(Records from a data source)
::::

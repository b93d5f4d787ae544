//! Conversion errors
//!
//! Errors are returned immediately to the caller and never retried: they
//! describe bad data or bad requests, not transient faults.

use thiserror::Error;

/// Standard error codes (machine-readable)
pub mod codes {
    pub const UNKNOWN_UNIT: &str = "UNKNOWN_UNIT";
    pub const CATEGORY_MISMATCH: &str = "CATEGORY_MISMATCH";
    pub const MISSING_DATA: &str = "MISSING_DATA";
    pub const ZERO_NOT_ALLOWED: &str = "ZERO_NOT_ALLOWED";
    pub const INCOMPATIBLE_UNITS: &str = "INCOMPATIBLE_UNITS";
}

pub type ConvertResult<T> = Result<T, ConvertError>;

/// Errors raised while building converters or converting values
#[derive(Error, Debug, Clone, PartialEq)]
pub enum ConvertError {
    /// Name not present in the registry
    #[error("unknown unit: {0}")]
    UnknownUnit(String),

    /// Reserved for category-level checks; the linear path reports
    /// `IncompatibleUnits` instead.
    #[error("units are not in the same category: {from} and {to}")]
    CategoryMismatch { from: String, to: String },

    /// A required construction field was empty
    #[error("missing data: {0}")]
    MissingData(&'static str),

    #[error("zero not allowed: conversion factor must be non-zero")]
    ZeroNotAllowed,

    /// Base unit or category differ between source and target
    #[error("incompatible units: {from} and {to}")]
    IncompatibleUnits { from: String, to: String },
}

impl ConvertError {
    pub fn unknown_unit(name: impl Into<String>) -> Self {
        Self::UnknownUnit(name.into())
    }

    pub fn incompatible(from: impl Into<String>, to: impl Into<String>) -> Self {
        Self::IncompatibleUnits {
            from: from.into(),
            to: to.into(),
        }
    }

    /// Machine-readable code for this error
    pub fn code(&self) -> &'static str {
        match self {
            Self::UnknownUnit(_) => codes::UNKNOWN_UNIT,
            Self::CategoryMismatch { .. } => codes::CATEGORY_MISMATCH,
            Self::MissingData(_) => codes::MISSING_DATA,
            Self::ZeroNotAllowed => codes::ZERO_NOT_ALLOWED,
            Self::IncompatibleUnits { .. } => codes::INCOMPATIBLE_UNITS,
        }
    }
}
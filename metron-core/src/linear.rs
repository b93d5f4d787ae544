//! Linear (affine) converters

use crate::{ConvertError, ConvertResult, Converter};

/// Unit related to its base unit by `base = value * factor + offset`.
///
/// Covers proportional units (kilojoule: factor 1000) and offset units such
/// as temperature scales (celsius against kelvin: factor 1, offset 273.15).
#[derive(Debug, Clone, PartialEq)]
pub struct LinearConverter {
    name: String,
    symbol: String,
    base_unit: String,
    category: String,
    // Never zero, checked in `new`.
    factor: f64,
    offset: f64,
}

impl LinearConverter {
    /// Create a linear converter.
    ///
    /// Fails with `MissingData` when `name`, `base_unit` or `category` is
    /// empty and with `ZeroNotAllowed` when `factor` is zero.
    pub fn new(
        name: &str,
        symbol: &str,
        base_unit: &str,
        category: &str,
        factor: f64,
        offset: f64,
    ) -> ConvertResult<Self> {
        if name.is_empty() {
            return Err(ConvertError::MissingData("name"));
        }
        if base_unit.is_empty() {
            return Err(ConvertError::MissingData("base unit"));
        }
        if category.is_empty() {
            return Err(ConvertError::MissingData("category"));
        }
        if factor == 0.0 {
            return Err(ConvertError::ZeroNotAllowed);
        }

        Ok(LinearConverter {
            name: name.to_string(),
            symbol: symbol.to_string(),
            base_unit: base_unit.to_string(),
            category: category.to_string(),
            factor,
            offset,
        })
    }

    /// Create a proportional converter (no offset)
    pub fn proportional(
        name: &str,
        symbol: &str,
        base_unit: &str,
        category: &str,
        factor: f64,
    ) -> ConvertResult<Self> {
        Self::new(name, symbol, base_unit, category, factor, 0.0)
    }

    pub fn factor(&self) -> f64 {
        self.factor
    }

    pub fn offset(&self) -> f64 {
        self.offset
    }

    /// Check if this unit has an offset (non-proportional conversion)
    pub fn has_offset(&self) -> bool {
        self.offset != 0.0
    }
}

impl Converter for LinearConverter {
    fn name(&self) -> &str {
        &self.name
    }

    fn symbol(&self) -> &str {
        &self.symbol
    }

    fn category(&self) -> &str {
        &self.category
    }

    fn base_unit(&self) -> &str {
        &self.base_unit
    }

    fn to_base(&self, value: f64) -> f64 {
        value * self.factor + self.offset
    }

    fn from_base(&self, base_value: f64) -> ConvertResult<f64> {
        Ok((base_value - self.offset) / self.factor)
    }
}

::::

Exercise aim - Your answer should consist of copies of the lines above that include the string "Create".

Written answer -
    /// Create a linear converter.
    /// Create a proportional converter (no offset)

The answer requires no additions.